Force Majeure Provisions in Outsourcing Contracts

Tuesday, January 20th, 2009

Last week, I provided a general overview of some of the compelling reasons for outsourcing at E-Solutions Integrator.  Outsourcing contracts need to be carefully negotiated as problems can have a huge impact on the company that outsources.

Lawyers tend to use the same  boilerplate provisions despite the type of contract.  That can be a killer in an outsourcing transaction.  For example, one provision that should be carefully reviewed is the force majeure provision.

Force majeure literally means “greater force.”  Force majeure excuses a party from liability or from performing its obligation if some unforeseen event or circumstance beyond that party’s control prevents it from performing as required under the contract.  Thus, force majeure clauses commonly cover Acts of God, such as natural disasters, war, strikes or labor unrest, riots, and the failure of third parties (e.g., subcontractors, suppliers) to perform their obligations to the contracting party.

When negotiating an agreement to outsource on behalf of a client, one should read and limit the list of categories under which force majeure may be claimed.  Sometimes, the vendor’s contract provides includes an unnecessarily broad list.  Additionally, one should limit the duration of any enforced delay.  Consider how long a force majeure event lasts.  Forever?  If so, no one will provide the service.
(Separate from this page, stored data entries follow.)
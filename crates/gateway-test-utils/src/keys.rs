//! RSA signing keys for tests.
//!
//! Two fixed 2048-bit key pairs with self-signed certificates live in
//! `fixtures/`. Tokens signed here verify against the `x5c` entry published
//! by [`TestSigningKey::jwk`].

use jsonwebtoken::{encode, Algorithm, EncodingKey, Header};
use serde::Serialize;
use serde_json::{json, Value};

const KEY_01_PRIVATE: &str = include_str!("../fixtures/signing-key-01.key.pem");
const KEY_01_CERTIFICATE: &str = include_str!("../fixtures/signing-key-01.crt.pem");
const KEY_02_PRIVATE: &str = include_str!("../fixtures/signing-key-02.key.pem");
const KEY_02_CERTIFICATE: &str = include_str!("../fixtures/signing-key-02.crt.pem");

/// An RSA key pair with a key ID, able to sign tokens and describe itself as a JWK.
#[derive(Debug, Clone)]
pub struct TestSigningKey {
    kid: String,
    private_pem: &'static str,
    certificate_pem: &'static str,
}

impl TestSigningKey {
    /// The first fixture key, kid `test-key-01`.
    pub fn primary() -> Self {
        Self {
            kid: "test-key-01".to_string(),
            private_pem: KEY_01_PRIVATE,
            certificate_pem: KEY_01_CERTIFICATE,
        }
    }

    /// The second fixture key, kid `test-key-02`.
    pub fn secondary() -> Self {
        Self {
            kid: "test-key-02".to_string(),
            private_pem: KEY_02_PRIVATE,
            certificate_pem: KEY_02_CERTIFICATE,
        }
    }

    /// Same key material under a different key ID.
    pub fn with_kid(mut self, kid: &str) -> Self {
        self.kid = kid.to_string();
        self
    }

    pub fn kid(&self) -> &str {
        &self.kid
    }

    /// The certificate as a JWKS `x5c` entry: base64 DER, no armour, no newlines.
    pub fn certificate_x5c(&self) -> String {
        self.certificate_pem
            .lines()
            .filter(|line| !line.starts_with("-----"))
            .map(str::trim)
            .collect()
    }

    /// JWK record as the identity provider publishes it.
    pub fn jwk(&self) -> Value {
        json!({
            "alg": "RS256",
            "kty": "RSA",
            "use": "sig",
            "kid": self.kid,
            "x5c": [self.certificate_x5c()]
        })
    }

    /// Sign `claims` with RS256 and this key's `kid`.
    pub fn sign<T: Serialize>(&self, claims: &T) -> String {
        self.sign_with_alg(claims, Algorithm::RS256)
    }

    /// Sign `claims` with another RSA algorithm (RS256/RS384/RS512, PS*).
    pub fn sign_with_alg<T: Serialize>(&self, claims: &T, alg: Algorithm) -> String {
        let mut header = Header::new(alg);
        header.kid = Some(self.kid.clone());
        self.sign_with_header(claims, &header)
    }

    /// Sign `claims` with a caller-built header, e.g. one without a `kid`.
    pub fn sign_with_header<T: Serialize>(&self, claims: &T, header: &Header) -> String {
        let encoding_key = EncodingKey::from_rsa_pem(self.private_pem.as_bytes())
            .expect("fixture private key should parse");
        encode(header, claims, &encoding_key).expect("Failed to sign token")
    }

    /// Sign `claims` with HS256 using the public certificate as the shared
    /// secret, the classic algorithm-confusion forgery.
    pub fn forge_hs256<T: Serialize>(&self, claims: &T) -> String {
        let mut header = Header::new(Algorithm::HS256);
        header.kid = Some(self.kid.clone());
        let encoding_key = EncodingKey::from_secret(self.certificate_pem.as_bytes());
        encode(&header, claims, &encoding_key).expect("Failed to sign token")
    }
}

/// A JWKS document containing `keys`, in order.
pub fn jwks_document(keys: &[&TestSigningKey]) -> Value {
    json!({
        "keys": keys.iter().map(|key| key.jwk()).collect::<Vec<_>>()
    })
}

#[cfg(test)]
mod tests {
    use super::*;

    #[test]
    fn test_x5c_has_no_armour_or_whitespace() {
        let x5c = TestSigningKey::primary().certificate_x5c();
        assert!(x5c.starts_with("MII"));
        assert!(!x5c.contains('-'));
        assert!(!x5c.contains('\n'));
    }

    #[test]
    fn test_fixture_keys_differ() {
        assert_ne!(
            TestSigningKey::primary().certificate_x5c(),
            TestSigningKey::secondary().certificate_x5c()
        );
    }

    #[test]
    fn test_jwks_document_keeps_order() {
        let primary = TestSigningKey::primary();
        let secondary = TestSigningKey::secondary();
        let doc = jwks_document(&[&secondary, &primary]);

        assert_eq!(doc["keys"][0]["kid"], "test-key-02");
        assert_eq!(doc["keys"][1]["kid"], "test-key-01");
    }

    #[test]
    fn test_sign_sets_kid_and_alg() {
        let token = TestSigningKey::primary().sign_with_alg(&json!({"sub": "x"}), Algorithm::RS384);
        let header = jsonwebtoken::decode_header(&token).unwrap();

        assert_eq!(header.alg, Algorithm::RS384);
        assert_eq!(header.kid.as_deref(), Some("test-key-01"));
    }
}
A force majeure event for one of the vendor’s other customers should not be a force majeure event for your client.  Further, one should make a distinction between a supplier and a subcontractor, the latter typically being more easily and quickly replaced.  Depending on the type of contract, one should consider whether the failure of a supplier should be a force majeure event.

Force majeure events should not include power or equipment failures.  The vendor should have immediate backups when these events occur.  Similarly, software defects should not be force majeure events.
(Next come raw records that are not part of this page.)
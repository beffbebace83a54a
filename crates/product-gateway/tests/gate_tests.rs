//! Token gate tests against a live JWKS endpoint.
//!
//! Each rejection carries the last stage reached and a reason label; these
//! tests pin both for every failure class.

#![allow(clippy::unwrap_used, clippy::expect_used)]

use anyhow::Result;
use gateway_test_utils::{TestClaims, TestJwksServer, TestSigningKey, TEST_AUDIENCE, TEST_ISSUER};
use jsonwebtoken::{Algorithm, Header};
use product_gateway::auth::claims::Audience;
use product_gateway::auth::error::{
    AuthError, ClaimError, KeyResolutionError, SignatureError, TokenFormatError,
};
use product_gateway::auth::{
    Gate, GateRejection, GateStage, JwksClient, JwksOptions, KeySource, ValidationContext,
};
use serde_json::json;
use std::sync::Arc;
use std::time::Duration;

fn context() -> ValidationContext {
    ValidationContext {
        audience: TEST_AUDIENCE.to_string(),
        issuer: TEST_ISSUER.to_string(),
        algorithm: Algorithm::RS256,
        clock_skew: Duration::from_secs(60),
    }
}

fn gate_for(jwks: &TestJwksServer) -> Gate {
    let client: Arc<dyn KeySource> = Arc::new(JwksClient::with_options(
        jwks.jwks_url(),
        JwksOptions {
            fetch_timeout: Duration::from_secs(2),
            ..JwksOptions::default()
        },
    ));
    Gate::new(Arc::new(context()), client)
}

fn assert_rejected(
    result: Result<impl std::fmt::Debug, GateRejection>,
    stage: GateStage,
    reason: AuthError,
) {
    let rejection = result.expect_err("token should be rejected");
    assert_eq!(rejection.stage, stage, "unexpected stage for {reason:?}");
    assert_eq!(rejection.reason, reason);
}

#[tokio::test]
async fn test_valid_token_allowed_with_claims() -> Result<()> {
    let key = TestSigningKey::primary();
    let jwks = TestJwksServer::start(&[&key]).await;
    let gate = gate_for(&jwks);

    let claims = gate.check(&key.sign(&TestClaims::valid())).await?;

    assert_eq!(claims.sub, "auth0|test-user");
    assert_eq!(claims.iss, TEST_ISSUER);
    assert_eq!(claims.aud, Audience::Single(TEST_AUDIENCE.to_string()));
    assert_eq!(claims.scope.as_deref(), Some("read:products write:feedback"));

    Ok(())
}

#[tokio::test]
async fn test_format_failures_stop_at_received() {
    let key = TestSigningKey::primary();
    let jwks = TestJwksServer::start(&[&key]).await;
    let gate = gate_for(&jwks);

    assert_rejected(
        gate.check(&"x".repeat(9000)).await,
        GateStage::Received,
        TokenFormatError::TokenTooLarge.into(),
    );
    assert_rejected(
        gate.check("two.parts").await,
        GateStage::Received,
        TokenFormatError::MalformedToken.into(),
    );
    assert_eq!(jwks.fetch_count().await, 0);
}

#[tokio::test]
async fn test_claim_failures_stop_at_received() {
    let key = TestSigningKey::primary();
    let jwks = TestJwksServer::start(&[&key]).await;
    let gate = gate_for(&jwks);

    assert_rejected(
        gate.check(&key.sign(&TestClaims::valid().with_audience("https://other/")))
            .await,
        GateStage::Received,
        ClaimError::InvalidAudience.into(),
    );
    assert_rejected(
        gate.check(&key.sign(&TestClaims::valid().without_audience()))
            .await,
        GateStage::Received,
        ClaimError::InvalidAudience.into(),
    );
    assert_rejected(
        gate.check(&key.sign(&TestClaims::valid().with_issuer("https://other/")))
            .await,
        GateStage::Received,
        ClaimError::InvalidIssuer.into(),
    );
    assert_eq!(jwks.fetch_count().await, 0);
}

#[tokio::test]
async fn test_audience_checked_before_issuer() {
    let key = TestSigningKey::primary();
    let jwks = TestJwksServer::start(&[&key]).await;
    let gate = gate_for(&jwks);

    let claims = TestClaims::valid()
        .with_audience("https://other/")
        .with_issuer("https://other/");

    assert_rejected(
        gate.check(&key.sign(&claims)).await,
        GateStage::Received,
        ClaimError::InvalidAudience.into(),
    );
}

#[tokio::test]
async fn test_key_failures_stop_at_claims_checked() {
    let key = TestSigningKey::primary();
    let jwks = TestJwksServer::start(&[&key]).await;
    let gate = gate_for(&jwks);

    // Unknown kid
    assert_rejected(
        gate.check(&TestSigningKey::secondary().sign(&TestClaims::valid()))
            .await,
        GateStage::ClaimsChecked,
        KeyResolutionError::NoMatchingKey.into(),
    );

    // No kid at all
    let no_kid = key.sign_with_header(&TestClaims::valid(), &Header::new(Algorithm::RS256));
    assert_rejected(
        gate.check(&no_kid).await,
        GateStage::ClaimsChecked,
        KeyResolutionError::NoMatchingKey.into(),
    );

    // Empty kid counts as absent
    let mut empty_kid = Header::new(Algorithm::RS256);
    empty_kid.kid = Some(String::new());
    assert_rejected(
        gate.check(&key.sign_with_header(&TestClaims::valid(), &empty_kid))
            .await,
        GateStage::ClaimsChecked,
        KeyResolutionError::NoMatchingKey.into(),
    );
}

#[tokio::test]
async fn test_unreachable_provider_is_fetch_failure() {
    let gate = Gate::new(
        Arc::new(context()),
        Arc::new(JwksClient::new(
            "http://127.0.0.1:1/.well-known/jwks.json".to_string(),
        )),
    );
    let token = TestSigningKey::primary().sign(&TestClaims::valid());

    let rejection = gate.check(&token).await.unwrap_err();

    assert_eq!(rejection.stage, GateStage::ClaimsChecked);
    assert!(matches!(
        rejection.reason,
        AuthError::KeyResolution(KeyResolutionError::FetchFailed(_))
    ));
    assert_eq!(rejection.reason.reason(), "key_fetch_failed");
}

#[tokio::test]
async fn test_malformed_documents() {
    let key = TestSigningKey::primary();
    let jwks = TestJwksServer::start(&[&key]).await;
    let token = key.sign(&TestClaims::valid());

    jwks.serve_raw("<html>not json</html>").await;
    let rejection = gate_for(&jwks).check(&token).await.unwrap_err();
    assert_eq!(rejection.stage, GateStage::ClaimsChecked);
    assert_eq!(rejection.reason.reason(), "malformed_key_set");

    jwks.serve_document(json!({"keys": [{"kty": "RSA", "kid": key.kid()}]}))
        .await;
    assert_rejected(
        gate_for(&jwks).check(&token).await,
        GateStage::ClaimsChecked,
        KeyResolutionError::MalformedKey.into(),
    );

    jwks.serve_document(json!({"keys": [{"kty": "RSA", "kid": key.kid(), "x5c": ["bm90IGEgY2VydA=="]}]}))
        .await;
    assert_rejected(
        gate_for(&jwks).check(&token).await,
        GateStage::ClaimsChecked,
        KeyResolutionError::MalformedKey.into(),
    );
}

#[tokio::test]
async fn test_signature_failures_stop_at_key_resolved() {
    let key = TestSigningKey::primary();
    let jwks = TestJwksServer::start(&[&key]).await;
    let gate = gate_for(&jwks);

    let impostor = TestSigningKey::secondary().with_kid(key.kid());
    assert_rejected(
        gate.check(&impostor.sign(&TestClaims::valid())).await,
        GateStage::KeyResolved,
        SignatureError::InvalidSignature.into(),
    );

    assert_rejected(
        gate.check(&key.sign(&TestClaims::expired())).await,
        GateStage::KeyResolved,
        SignatureError::Expired.into(),
    );

    assert_rejected(
        gate.check(&key.sign(&TestClaims::not_yet_valid())).await,
        GateStage::KeyResolved,
        SignatureError::NotYetValid.into(),
    );

    assert_rejected(
        gate.check(&key.sign(&TestClaims::issued_in_future())).await,
        GateStage::KeyResolved,
        SignatureError::NotYetValid.into(),
    );

    assert_rejected(
        gate.check(&key.sign_with_alg(&TestClaims::valid(), Algorithm::RS512))
            .await,
        GateStage::KeyResolved,
        SignatureError::AlgorithmMismatch.into(),
    );

    assert_rejected(
        gate.check(&key.forge_hs256(&TestClaims::valid())).await,
        GateStage::KeyResolved,
        SignatureError::AlgorithmMismatch.into(),
    );
}

#[tokio::test]
async fn test_tampered_payload_fails_signature() {
    use base64::{engine::general_purpose::URL_SAFE_NO_PAD, Engine};

    let key = TestSigningKey::primary();
    let jwks = TestJwksServer::start(&[&key]).await;
    let gate = gate_for(&jwks);

    let token = key.sign(&TestClaims::valid());
    let (header, rest) = token.split_once('.').unwrap();
    let (_, signature) = rest.split_once('.').unwrap();
    let mut claims = TestClaims::valid();
    claims.sub = "auth0|admin".to_string();
    let forged_payload = URL_SAFE_NO_PAD.encode(serde_json::to_vec(&claims).unwrap());
    let tampered = format!("{header}.{forged_payload}.{signature}");

    assert_rejected(
        gate.check(&tampered).await,
        GateStage::KeyResolved,
        SignatureError::InvalidSignature.into(),
    );
}

#[tokio::test]
async fn test_first_matching_key_wins_on_duplicate_kid() -> Result<()> {
    let key = TestSigningKey::primary();
    let duplicate = TestSigningKey::secondary().with_kid(key.kid());

    // Real key published first: accepted
    let jwks = TestJwksServer::start(&[&key, &duplicate]).await;
    gate_for(&jwks).check(&key.sign(&TestClaims::valid())).await?;

    // Real key published second: the first record is used and fails
    jwks.serve_keys(&[&duplicate, &key]).await;
    assert_rejected(
        gate_for(&jwks).check(&key.sign(&TestClaims::valid())).await,
        GateStage::KeyResolved,
        SignatureError::InvalidSignature.into(),
    );

    Ok(())
}

#[tokio::test]
async fn test_rejection_display_names_stage() {
    let key = TestSigningKey::primary();
    let jwks = TestJwksServer::start(&[&key]).await;
    let gate = gate_for(&jwks);

    let rejection = gate
        .check(&key.sign(&TestClaims::expired()))
        .await
        .unwrap_err();

    assert_eq!(rejection.to_string(), "rejected at key_resolved: expired token");
}

#[tokio::test]
async fn test_signed_tokens_with_unusual_claim_shapes_allowed() -> Result<()> {
    let key = TestSigningKey::primary();
    let jwks = TestJwksServer::start(&[&key]).await;
    let gate = gate_for(&jwks);
    let now = chrono::Utc::now().timestamp();

    let base = || {
        json!({
            "sub": "auth0|test-user",
            "iss": TEST_ISSUER,
            "aud": TEST_AUDIENCE,
            "exp": now + 3600,
            "iat": now,
        })
    };
    let with = |field: &str, value: serde_json::Value| {
        let mut claims = base();
        claims[field] = value;
        claims
    };

    let fractional = gate
        .check(&key.sign(&with("exp", json!(now as f64 + 3600.5))))
        .await?;
    assert_eq!(fractional.exp, Some(now + 3601));

    let scope_list = gate
        .check(&key.sign(&with("scope", json!(["read:products", "write:feedback"]))))
        .await?;
    assert_eq!(
        scope_list.scope.as_deref(),
        Some("read:products write:feedback")
    );

    let numeric_sub = gate.check(&key.sign(&with("sub", json!(42)))).await?;
    assert_eq!(numeric_sub.sub, "42");

    let fractional_iat = gate
        .check(&key.sign(&with("iat", json!(now as f64 - 0.25))))
        .await?;
    assert_eq!(fractional_iat.iat, Some(now));

    let mixed_audience = gate
        .check(&key.sign(&with("aud", json!([7, TEST_AUDIENCE]))))
        .await?;
    assert!(mixed_audience.aud.contains(TEST_AUDIENCE));

    Ok(())
}

#[tokio::test]
async fn test_fractional_exp_in_the_past_is_expired() {
    let key = TestSigningKey::primary();
    let jwks = TestJwksServer::start(&[&key]).await;
    let gate = gate_for(&jwks);
    let now = chrono::Utc::now().timestamp() as f64;

    let claims = json!({
        "iss": TEST_ISSUER,
        "aud": TEST_AUDIENCE,
        "exp": now - 3600.5,
    });

    assert_rejected(
        gate.check(&key.sign(&claims)).await,
        GateStage::KeyResolved,
        SignatureError::Expired.into(),
    );
}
When a force majeure event occurs, it should not relieve the vendor from implementing its disaster recovery plan.  In fact, it must do so when such an event occurs.  The client should have its own business continuation plan as well.  The client should have insurance If the risk can’t be minimized in a particular area.

The Black Book of Outsourcing: How to Manage the Changes, Challenges, and Opportunities and The Outsourcing Handbook: How to Implement a Successful Outsourcing Process are good places to start when considering an outsourcing arrangement.
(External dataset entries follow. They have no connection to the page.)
//! Signature and temporal claim verification.
//!
//! # Security
//!
//! - Only the configured algorithm is accepted; the header's `alg` is compared
//!   before any cryptographic work, so `none` and HMAC downgrades never reach
//!   the verifier
//! - `exp` and `nbf` are enforced with the configured leeway
//! - `iat` may not lie further in the future than the leeway
//! - `exp` is optional: tokens without it are accepted once the signature holds

use crate::auth::claims::{Claims, ValidationContext};
use crate::auth::error::SignatureError;
use common::jwt::{validate_iat, UnverifiedToken};
use jsonwebtoken::errors::ErrorKind;
use jsonwebtoken::{decode, Algorithm, DecodingKey, Validation};
use serde_json::{Map, Value};

/// Verify the token's signature with `key` and return the typed claims.
///
/// Audience and issuer are checked earlier in the pipeline and are not
/// re-validated here.
///
/// # Errors
///
/// - `AlgorithmMismatch` - header `alg` is not the configured algorithm
/// - `Expired` / `NotYetValid` - `exp`, `nbf` or `iat` out of range
/// - `InvalidSignature` - signature mismatch or unusable key material
/// - `Undecodable` - the token content could not be decoded
pub fn verify_signature(
    token: &UnverifiedToken<'_>,
    key: &DecodingKey,
    context: &ValidationContext,
) -> Result<Claims, SignatureError> {
    let declared = token.header.alg.parse::<Algorithm>().ok();
    if declared != Some(context.algorithm) {
        tracing::debug!(
            target: "gw.auth.jwt",
            alg = %token.header.alg,
            expected = ?context.algorithm,
            "Token algorithm does not match configured algorithm"
        );
        return Err(SignatureError::AlgorithmMismatch);
    }

    let mut validation = Validation::new(context.algorithm);
    validation.validate_exp = true;
    validation.validate_nbf = true;
    validation.leeway = context.clock_skew.as_secs();
    // aud / iss were already checked against the unverified claims
    validation.validate_aud = false;
    validation.required_spec_claims.clear();

    let token_data = decode::<Map<String, Value>>(token.raw, key, &validation).map_err(|e| {
        tracing::debug!(target: "gw.auth.jwt", error = %e, "Token verification failed");
        match e.kind() {
            ErrorKind::ExpiredSignature => SignatureError::Expired,
            ErrorKind::ImmatureSignature => SignatureError::NotYetValid,
            ErrorKind::InvalidAlgorithm
            | ErrorKind::MissingAlgorithm
            | ErrorKind::InvalidAlgorithmName => SignatureError::AlgorithmMismatch,
            ErrorKind::InvalidSignature
            | ErrorKind::Base64(_)
            | ErrorKind::Crypto(_)
            | ErrorKind::InvalidRsaKey(_)
            | ErrorKind::InvalidEcdsaKey
            | ErrorKind::InvalidKeyFormat => SignatureError::InvalidSignature,
            _ => SignatureError::Undecodable,
        }
    })?;

    let claims = Claims::from(token_data.claims);

    if let Some(iat) = claims.iat {
        if let Err(e) = validate_iat(iat, context.clock_skew) {
            tracing::debug!(target: "gw.auth.jwt", error = ?e, "Token iat validation failed");
            return Err(SignatureError::NotYetValid);
        }
    }

    Ok(claims)
}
Practical Advice About Confidentiality Carve-Outs

Thursday, August 21st, 2008

Many different types of agreements include confidentiality provisions.  These provisions define the information that is deemed to be confidential.  I recently reviewed a consulting agreement and it had a flaw common to provisions that discuss confidential information:  the lack of any specificity regarding when information might not be considered confidential.

Broad, generic drafting creates potential flash points.  Instead of protecting both parties by clarifying the details, its broadness makes a potential dispute more likely.  I don’t argue the point that, in some cases, one party purposely will leave a clarifying section (AKA a carve-out) out of the agreement because it is advantageous to do so. But often, it’s just sloppy drafting without carefully crafting what is appropriate in the circumstance.

Here are some carve-outs that I suggested be added to the consulting agreement:

1. Information that, at the time of disclosure, is generally known in the pertinent field or is in the public domain;

2. Information that, after disclosure, becomes generally known in the pertinent field or becomes part of the public domain without breach of the provisions of this Agreement by either party;

3. Information that either party can show it possessed at the time of disclosure and did not acquire, directly or indirectly, from the disclosing party;

4. Information that either party can show it independently developed after disclosure without reference to the other party’s Confidential Information;

5. Information that Contractor can show it received from a third party which did not acquire it, directly or indirectly, from Company under an obligation of confidentiality and which did not require Contractor to hold it in confidence;

6. Information that Company can show it received from a third party which did not acquire it, directly or indirectly, from Contractor under an obligation of confidentiality and which did not require Company to hold it in confidence;

7. Information that is required to be disclosed by applicable law, by rule or regulation of a court or government agency of competent jurisdiction, or pursuant to legal process; provided, however, that the party required to make such disclosure shall (a) use its best efforts to limit such disclosure, (b) use its best efforts to promptly provide the other party with advance notice of any such request for disclosure so that said other party may seek a protective order or such other appropriate remedy as said other party deems necessary, and (c) make such disclosure only to the extent so required.

Number 7 is an interesting provision, in that, without it, a party could be stuck between being in violation of the law or breaching the contract.  Let’s say Company is sued by a third party and confidential information, as defined by the Company-Contractor Agreement, is or becomes an issue in the lawsuit.  If the third party’s lawyer deposes Contractor, but the Company-Contractor Agreement doesn’t include # 7, then if Contractor testifies in the deposition, he is in breach of the Agreement – and could then be subject to suit by Company.  Yet if he does not testify, he is in violation of the law.  Clearly, it is in Contractor’s interest to include this provision in the Agreement.